**Supplied records:**
• • •
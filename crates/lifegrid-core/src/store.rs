//! Board persistence.
//!
//! Boards are stored as [`BoardRecord`]s: the identifier, the creation
//! time, and the grid encoded as a JSON matrix string. [`BoardStore`]
//! abstracts the backend; [`InMemoryBoardStore`] is the one shipped here.

use std::collections::BTreeMap;
use std::collections::btree_map::Entry;
use std::sync::RwLock;

use chrono::{DateTime, Utc};
use lifegrid_types::{Board, BoardId, Grid};

use crate::error::StoreError;

/// Storage-facing form of a [`Board`].
#[derive(Debug, Clone, PartialEq, Eq)]
pub struct BoardRecord {
    /// Board identifier.
    pub id: BoardId,
    /// Grid encoded as a JSON array of boolean rows.
    pub board_state: String,
    /// When the board was created.
    pub created_at: DateTime<Utc>,
}

impl BoardRecord {
    /// Encode a board for storage.
    ///
    /// # Errors
    ///
    /// Returns [`StoreError::Serialization`] if the grid cannot be encoded.
    pub fn from_board(board: &Board) -> Result<Self, StoreError> {
        Ok(Self {
            id: board.id,
            board_state: serde_json::to_string(&board.board_state)?,
            created_at: board.created_at,
        })
    }

    /// Decode the stored grid back into a [`Board`].
    ///
    /// Decoding re-validates the grid shape, so a record that was edited
    /// into a ragged or empty matrix fails here instead of reaching the
    /// engine.
    ///
    /// # Errors
    ///
    /// Returns [`StoreError::Serialization`] if the stored JSON is not a
    /// valid grid.
    pub fn to_board(&self) -> Result<Board, StoreError> {
        let board_state: Grid = serde_json::from_str(&self.board_state)?;
        Ok(Board {
            id: self.id,
            board_state,
            created_at: self.created_at,
        })
    }
}

/// A backend that keeps board records by identifier.
///
/// Implementations must be safe to share between request handlers.
pub trait BoardStore: Send + Sync {
    /// Insert a new record.
    ///
    /// # Errors
    ///
    /// Returns [`StoreError::Duplicate`] if the identifier is taken.
    fn insert(&self, record: BoardRecord) -> Result<(), StoreError>;

    /// Look up a record. `Ok(None)` means no such board.
    ///
    /// # Errors
    ///
    /// Returns a [`StoreError`] if the backend fails.
    fn get(&self, id: BoardId) -> Result<Option<BoardRecord>, StoreError>;

    /// All records, in identifier order.
    ///
    /// # Errors
    ///
    /// Returns a [`StoreError`] if the backend fails.
    fn list(&self) -> Result<Vec<BoardRecord>, StoreError>;
}

/// Process-local board store guarded by a read-write lock.
#[derive(Debug, Default)]
pub struct InMemoryBoardStore {
    boards: RwLock<BTreeMap<BoardId, BoardRecord>>,
}

impl InMemoryBoardStore {
    /// Create an empty store.
    pub fn new() -> Self {
        Self::default()
    }

    /// Number of stored boards.
    ///
    /// # Errors
    ///
    /// Returns [`StoreError::Poisoned`] if the lock is poisoned.
    pub fn len(&self) -> Result<usize, StoreError> {
        let boards = self
            .boards
            .read()
            .map_err(|e| StoreError::Poisoned(e.to_string()))?;
        Ok(boards.len())
    }

    /// Whether the store holds no boards.
    ///
    /// # Errors
    ///
    /// Returns [`StoreError::Poisoned`] if the lock is poisoned.
    pub fn is_empty(&self) -> Result<bool, StoreError> {
        Ok(self.len()? == 0)
    }
}

impl BoardStore for InMemoryBoardStore {
    fn insert(&self, record: BoardRecord) -> Result<(), StoreError> {
        let mut boards = self
            .boards
            .write()
            .map_err(|e| StoreError::Poisoned(e.to_string()))?;
        match boards.entry(record.id) {
            Entry::Occupied(_) => Err(StoreError::Duplicate(record.id)),
            Entry::Vacant(slot) => {
                slot.insert(record);
                Ok(())
            }
        }
    }

    fn get(&self, id: BoardId) -> Result<Option<BoardRecord>, StoreError> {
        let boards = self
            .boards
            .read()
            .map_err(|e| StoreError::Poisoned(e.to_string()))?;
        Ok(boards.get(&id).cloned())
    }

    fn list(&self) -> Result<Vec<BoardRecord>, StoreError> {
        let boards = self
            .boards
            .read()
            .map_err(|e| StoreError::Poisoned(e.to_string()))?;
        Ok(boards.values().cloned().collect())
    }
}

#[cfg(test)]
#[allow(clippy::unwrap_used)]
mod tests {
    use uuid::Uuid;

    use super::*;

    fn sample_board() -> Board {
        Board::new(Grid::parse("10\n01").unwrap())
    }

    #[test]
    fn record_encodes_grid_as_json_matrix() {
        let board = sample_board();
        let record = BoardRecord::from_board(&board).unwrap();
        assert_eq!(record.board_state, "[[true,false],[false,true]]");
        assert_eq!(record.to_board().unwrap(), board);
    }

    #[test]
    fn corrupt_record_fails_to_decode() {
        let mut record = BoardRecord::from_board(&sample_board()).unwrap();
        record.board_state = String::from("[[true,false],[true]]");
        assert!(matches!(
            record.to_board(),
            Err(StoreError::Serialization(_))
        ));

        record.board_state = String::from("not json");
        assert!(record.to_board().is_err());
    }

    #[test]
    fn insert_then_get() {
        let store = InMemoryBoardStore::new();
        let record = BoardRecord::from_board(&sample_board()).unwrap();
        store.insert(record.clone()).unwrap();
        assert_eq!(store.get(record.id).unwrap(), Some(record));
        assert_eq!(store.len().unwrap(), 1);
    }

    #[test]
    fn get_unknown_is_none() {
        let store = InMemoryBoardStore::new();
        assert!(store.is_empty().unwrap());
        assert_eq!(store.get(BoardId::from(Uuid::nil())).unwrap(), None);
    }

    #[test]
    fn duplicate_insert_is_rejected() {
        let store = InMemoryBoardStore::new();
        let record = BoardRecord::from_board(&sample_board()).unwrap();
        store.insert(record.clone()).unwrap();
        let err = store.insert(record.clone());
        assert!(matches!(err, Err(StoreError::Duplicate(id)) if id == record.id));
        assert_eq!(store.len().unwrap(), 1);
    }

    #[test]
    fn list_is_in_id_order() {
        let store = InMemoryBoardStore::new();
        let mut ids = Vec::new();
        for _ in 0..3 {
            let record = BoardRecord::from_board(&sample_board()).unwrap();
            ids.push(record.id);
            store.insert(record).unwrap();
        }
        ids.sort();
        let listed: Vec<BoardId> = store.list().unwrap().into_iter().map(|r| r.id).collect();
        assert_eq!(listed, ids);
    }
}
• • •
**What this task involves:**
The stretch of entries above that starts with the line containing "assert!(store.is_empty().unwrap());" and goes on through the line containing "let err = store.insert(record.clone());" is to be transcribed exactly, and no other line is to be transcribed.

**Solution:**
        assert!(store.is_empty().unwrap());
        assert_eq!(store.get(BoardId::from(Uuid::nil())).unwrap(), None);
    }

    #[test]
    fn duplicate_insert_is_rejected() {
        let store = InMemoryBoardStore::new();
        let record = BoardRecord::from_board(&sample_board()).unwrap();
        store.insert(record.clone()).unwrap();
        let err = store.insert(record.clone());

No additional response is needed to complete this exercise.